**INFORMATION GIVEN:**
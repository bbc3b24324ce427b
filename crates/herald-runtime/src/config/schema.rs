//! Configuration schema definitions.

use std::collections::BTreeMap;
use std::fmt;
use std::path::PathBuf;
use std::time::Duration;

use herald_core::UserId;
use herald_framework::DispatcherConfig;
use herald_framework::ratelimit::DEFAULT_SWEEP_INTERVAL;
use serde::{Deserialize, Serialize};

/// Root configuration structure.
#[derive(Debug, Clone, Serialize, Deserialize, Default, PartialEq)]
pub struct HeraldConfig {
    /// Command dispatch settings.
    #[serde(default)]
    pub dispatcher: DispatcherSettings,

    /// Logging settings.
    #[serde(default)]
    pub logging: LoggingConfig,
}

// =============================================================================
// Dispatcher
// =============================================================================

/// Dispatcher settings.
#[derive(Debug, Clone, Serialize, Deserialize, PartialEq)]
pub struct DispatcherSettings {
    /// Prefix used when a guild sets none.
    #[serde(default = "default_prefix")]
    pub prefix: String,

    /// User IDs passing every owner check.
    #[serde(default)]
    pub owners: Vec<String>,

    /// Language used when a guild sets none.
    #[serde(default = "default_lang")]
    pub default_lang: String,

    /// Upper bound for a single entity lookup in milliseconds.
    #[serde(default = "default_lookup_timeout_ms")]
    pub lookup_timeout_ms: u64,

    /// Send rendered failures back to the channel.
    #[serde(default = "default_reply_errors")]
    pub reply_errors: bool,

    /// Rate-limit checks between sweeps of idle entries, `0` to disable.
    #[serde(default = "default_sweep_interval")]
    pub sweep_interval: u64,
}

impl Default for DispatcherSettings {
    fn default() -> Self {
        Self {
            prefix: default_prefix(),
            owners: Vec::new(),
            default_lang: default_lang(),
            lookup_timeout_ms: default_lookup_timeout_ms(),
            reply_errors: default_reply_errors(),
            sweep_interval: default_sweep_interval(),
        }
    }
}

impl DispatcherSettings {
    /// Converts to the framework's dispatcher config.
    pub fn to_dispatcher_config(&self) -> DispatcherConfig {
        DispatcherConfig {
            prefix: self.prefix.clone(),
            owners: self.owners.iter().map(UserId::new).collect(),
            default_lang: self.default_lang.clone(),
            lookup_timeout: Duration::from_millis(self.lookup_timeout_ms),
            reply_errors: self.reply_errors,
            sweep_interval: self.sweep_interval,
        }
    }
}

fn default_prefix() -> String {
    "!".to_string()
}

fn default_lang() -> String {
    "en".to_string()
}

fn default_lookup_timeout_ms() -> u64 {
    5000
}

fn default_reply_errors() -> bool {
    true
}

fn default_sweep_interval() -> u64 {
    DEFAULT_SWEEP_INTERVAL
}

// =============================================================================
// Logging
// =============================================================================

/// Logging settings.
#[derive(Debug, Clone, Serialize, Deserialize, PartialEq)]
pub struct LoggingConfig {
    /// Global level; `RUST_LOG` takes precedence when set.
    #[serde(default)]
    pub level: LogLevel,

    #[serde(default)]
    pub format: LogFormat,

    #[serde(default)]
    pub output: LogOutput,

    #[serde(default)]
    pub span_events: SpanEventConfig,

    /// Include thread IDs.
    #[serde(default)]
    pub thread_ids: bool,

    /// Include file names and line numbers.
    #[serde(default)]
    pub file_location: bool,

    /// Log file for [`LogOutput::File`].
    #[serde(default)]
    pub file_path: Option<PathBuf>,

    /// How often the log file rolls over.
    #[serde(default)]
    pub rotation: LogRotation,

    /// Rolled files kept on disk.
    #[serde(default = "default_max_files")]
    pub max_files: u32,

    /// Per-target levels, e.g. `herald_framework = "debug"`.
    #[serde(default)]
    pub filters: BTreeMap<String, LogLevel>,
}

impl Default for LoggingConfig {
    fn default() -> Self {
        Self {
            level: LogLevel::default(),
            format: LogFormat::default(),
            output: LogOutput::default(),
            span_events: SpanEventConfig::default(),
            thread_ids: false,
            file_location: false,
            file_path: None,
            rotation: LogRotation::default(),
            max_files: default_max_files(),
            filters: BTreeMap::new(),
        }
    }
}

fn default_max_files() -> u32 {
    5
}

/// Log verbosity.
#[derive(Debug, Clone, Copy, Default, PartialEq, Eq, Serialize, Deserialize)]
#[serde(rename_all = "lowercase")]
pub enum LogLevel {
    Trace,
    Debug,
    #[default]
    Info,
    Warn,
    Error,
}

impl LogLevel {
    pub fn as_str(&self) -> &'static str {
        match self {
            Self::Trace => "trace",
            Self::Debug => "debug",
            Self::Info => "info",
            Self::Warn => "warn",
            Self::Error => "error",
        }
    }

    pub fn to_tracing_level(self) -> tracing::Level {
        match self {
            Self::Trace => tracing::Level::TRACE,
            Self::Debug => tracing::Level::DEBUG,
            Self::Info => tracing::Level::INFO,
            Self::Warn => tracing::Level::WARN,
            Self::Error => tracing::Level::ERROR,
        }
    }
}

impl fmt::Display for LogLevel {
    fn fmt(&self, f: &mut fmt::Formatter<'_>) -> fmt::Result {
        f.write_str(self.as_str())
    }
}

/// Output format of the fmt layer.
#[derive(Debug, Clone, Copy, Default, PartialEq, Eq, Serialize, Deserialize)]
#[serde(rename_all = "lowercase")]
pub enum LogFormat {
    #[default]
    Compact,
    Full,
    Pretty,
    #[cfg(feature = "json-log")]
    Json,
}

/// Where log lines are written.
#[derive(Debug, Clone, Copy, Default, PartialEq, Eq, Serialize, Deserialize)]
#[serde(rename_all = "lowercase")]
pub enum LogOutput {
    #[default]
    Stdout,
    Stderr,
    File,
}

/// Log file rollover period.
#[derive(Debug, Clone, Copy, Default, PartialEq, Eq, Serialize, Deserialize)]
#[serde(rename_all = "lowercase")]
pub enum LogRotation {
    #[default]
    Never,
    Hourly,
    Daily,
}

/// Span lifecycle events to log.
#[derive(Debug, Clone, Copy, Default, PartialEq, Eq, Serialize, Deserialize)]
pub struct SpanEventConfig {
    #[serde(default)]
    pub new: bool,
    #[serde(default)]
    pub enter: bool,
    #[serde(default)]
    pub exit: bool,
    #[serde(default)]
    pub close: bool,
}
//! Resolvers for platform entities: users, members, roles and channels.
//!
//! Each accepts a mention (`<@id>`, `<@!id>`, `<@&id>`, `<#id>`), a bare id or
//! a name, and asks the [`EntityLookup`](herald_core::EntityLookup)
//! collaborator. Every lookup is bounded by the configured lookup timeout.

use std::future::Future;

use async_trait::async_trait;
use tokio::time::timeout;
use tracing::{debug, warn};

use herald_core::{GuildId, LookupResult};

use crate::context::InvocationContext;
use crate::error::ResolveError;
use crate::strings::BaseStrings;
use crate::value::ArgValue;

use super::Resolver;

/// A parsed mention token.
#[derive(Debug, Clone, Copy, PartialEq, Eq)]
pub enum Mention<'a> {
    User(&'a str),
    Role(&'a str),
    Channel(&'a str),
}

/// Parses a mention token. Returns `None` for anything else.
pub fn parse_mention(raw: &str) -> Option<Mention<'_>> {
    let inner = raw.trim().strip_prefix('<')?.strip_suffix('>')?;
    let mention = if let Some(id) = inner.strip_prefix("@&") {
        Mention::Role(id)
    } else if let Some(id) = inner.strip_prefix("@!") {
        Mention::User(id)
    } else if let Some(id) = inner.strip_prefix('@') {
        Mention::User(id)
    } else if let Some(id) = inner.strip_prefix('#') {
        Mention::Channel(id)
    } else {
        return None;
    };
    let (Mention::User(id) | Mention::Role(id) | Mention::Channel(id)) = mention;
    is_id(id).then_some(mention)
}

fn is_id(s: &str) -> bool {
    !s.is_empty() && s.bytes().all(|b| b.is_ascii_digit())
}

/// The lookup query for `raw`: the id of a mention of the expected kind,
/// otherwise the trimmed text.
fn query<'a>(raw: &'a str, expect: fn(Mention<'a>) -> Option<&'a str>) -> &'a str {
    parse_mention(raw).and_then(expect).unwrap_or_else(|| raw.trim())
}

/// `true` for a mention of the expected kind or a bare id.
fn is_reference_shaped<'a>(raw: &'a str, expect: fn(Mention<'a>) -> Option<&'a str>) -> bool {
    match parse_mention(raw) {
        Some(mention) => expect(mention).is_some(),
        None => is_id(raw.trim()),
    }
}

fn user_id(m: Mention<'_>) -> Option<&str> {
    match m {
        Mention::User(id) => Some(id),
        _ => None,
    }
}

fn role_id(m: Mention<'_>) -> Option<&str> {
    match m {
        Mention::Role(id) => Some(id),
        _ => None,
    }
}

fn channel_id(m: Mention<'_>) -> Option<&str> {
    match m {
        Mention::Channel(id) => Some(id),
        _ => None,
    }
}

/// Runs a lookup under the context's timeout and maps failures to reasons.
async fn bounded<T, F>(ctx: &InvocationContext, lookup: F) -> Result<Option<T>, ResolveError>
where
    F: Future<Output = LookupResult<Option<T>>>,
{
    match timeout(ctx.services().lookup_timeout, lookup).await {
        Ok(Ok(found)) => Ok(found),
        Ok(Err(e)) => {
            warn!(command = %ctx.command().name(), error = %e, "Entity lookup failed");
            Err(ResolveError::failed(
                ctx.resources()
                    .get_with(BaseStrings::LOOKUP_FAILED, &[]),
            ))
        }
        Err(_) => {
            debug!(
                command = %ctx.command().name(),
                timeout = ?ctx.services().lookup_timeout,
                "Entity lookup timed out"
            );
            Err(ResolveError::failed(
                ctx.resources()
                    .get_with(BaseStrings::LOOKUP_TIMED_OUT, &[]),
            ))
        }
    }
}

fn not_found(ctx: &InvocationContext, key: &str, raw: &str) -> ResolveError {
    ResolveError::failed(ctx.resources().get_with(key, &[("value", raw)]))
}

fn require_guild<'c>(ctx: &'c InvocationContext, raw: &str) -> Result<&'c GuildId, ResolveError> {
    ctx.guild_id()
        .ok_or_else(|| not_found(ctx, BaseStrings::GUILD_REQUIRED, raw))
}

// =============================================================================
// Resolvers
// =============================================================================

/// Resolves any platform user.
#[derive(Debug, Clone, Copy, Default)]
pub struct UserResolver;

#[async_trait]
impl Resolver for UserResolver {
    fn validate(&self, value: &ArgValue) -> bool {
        match value {
            ArgValue::User(_) | ArgValue::Member(_) => true,
            ArgValue::Text(raw) => is_reference_shaped(raw, user_id),
            _ => false,
        }
    }

    async fn resolve(
        &self,
        ctx: &InvocationContext,
        _arg: &str,
        raw: &str,
    ) -> Result<ArgValue, ResolveError> {
        let q = query(raw, user_id);
        bounded(ctx, ctx.services().lookup.find_user(q))
            .await?
            .map(ArgValue::User)
            .ok_or_else(|| not_found(ctx, BaseStrings::NO_SUCH_USER, raw))
    }
}

/// Resolves a member of the invocation's guild.
#[derive(Debug, Clone, Copy, Default)]
pub struct MemberResolver;

#[async_trait]
impl Resolver for MemberResolver {
    fn validate(&self, value: &ArgValue) -> bool {
        match value {
            ArgValue::Member(_) => true,
            ArgValue::Text(raw) => is_reference_shaped(raw, user_id),
            _ => false,
        }
    }

    async fn resolve(
        &self,
        ctx: &InvocationContext,
        _arg: &str,
        raw: &str,
    ) -> Result<ArgValue, ResolveError> {
        let guild = require_guild(ctx, raw)?;
        let q = query(raw, user_id);
        bounded(ctx, ctx.services().lookup.find_member(guild, q))
            .await?
            .map(ArgValue::Member)
            .ok_or_else(|| not_found(ctx, BaseStrings::NO_SUCH_MEMBER, raw))
    }
}

/// Resolves a role of the invocation's guild.
#[derive(Debug, Clone, Copy, Default)]
pub struct RoleResolver;

#[async_trait]
impl Resolver for RoleResolver {
    fn validate(&self, value: &ArgValue) -> bool {
        match value {
            ArgValue::Role(_) => true,
            ArgValue::Text(raw) => is_reference_shaped(raw, role_id),
            _ => false,
        }
    }

    async fn resolve(
        &self,
        ctx: &InvocationContext,
        _arg: &str,
        raw: &str,
    ) -> Result<ArgValue, ResolveError> {
        let guild = require_guild(ctx, raw)?;
        let q = query(raw, role_id);
        bounded(ctx, ctx.services().lookup.find_role(guild, q))
            .await?
            .map(ArgValue::Role)
            .ok_or_else(|| not_found(ctx, BaseStrings::NO_SUCH_ROLE, raw))
    }
}

/// Resolves a channel of the invocation's guild.
#[derive(Debug, Clone, Copy, Default)]
pub struct ChannelResolver;

#[async_trait]
impl Resolver for ChannelResolver {
    fn validate(&self, value: &ArgValue) -> bool {
        match value {
            ArgValue::Channel(_) => true,
            ArgValue::Text(raw) => is_reference_shaped(raw, channel_id),
            _ => false,
        }
    }

    async fn resolve(
        &self,
        ctx: &InvocationContext,
        _arg: &str,
        raw: &str,
    ) -> Result<ArgValue, ResolveError> {
        let guild = require_guild(ctx, raw)?;
        let q = query(raw, channel_id);
        bounded(ctx, ctx.services().lookup.find_channel(guild, q))
            .await?
            .map(ArgValue::Channel)
            .ok_or_else(|| not_found(ctx, BaseStrings::NO_SUCH_CHANNEL, raw))
    }
}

**PROBLEM STATEMENT:** Please give back exactly the lines of the listing above that run from the one containing "pub struct SpanEventConfig" through the one containing "parsed mention token.", and only those.

**EXPECTED ANSWER:**
pub struct SpanEventConfig {
    #[serde(default)]
    pub new: bool,
    #[serde(default)]
    pub enter: bool,
    #[serde(default)]
    pub exit: bool,
    #[serde(default)]
    pub close: bool,
}
//! Resolvers for platform entities: users, members, roles and channels.
//!
//! Each accepts a mention (`<@id>`, `<@!id>`, `<@&id>`, `<#id>`), a bare id or
//! a name, and asks the [`EntityLookup`](herald_core::EntityLookup)
//! collaborator. Every lookup is bounded by the configured lookup timeout.

use std::future::Future;

use async_trait::async_trait;
use tokio::time::timeout;
use tracing::{debug, warn};

use herald_core::{GuildId, LookupResult};

use crate::context::InvocationContext;
use crate::error::ResolveError;
use crate::strings::BaseStrings;
use crate::value::ArgValue;

use super::Resolver;

/// A parsed mention token.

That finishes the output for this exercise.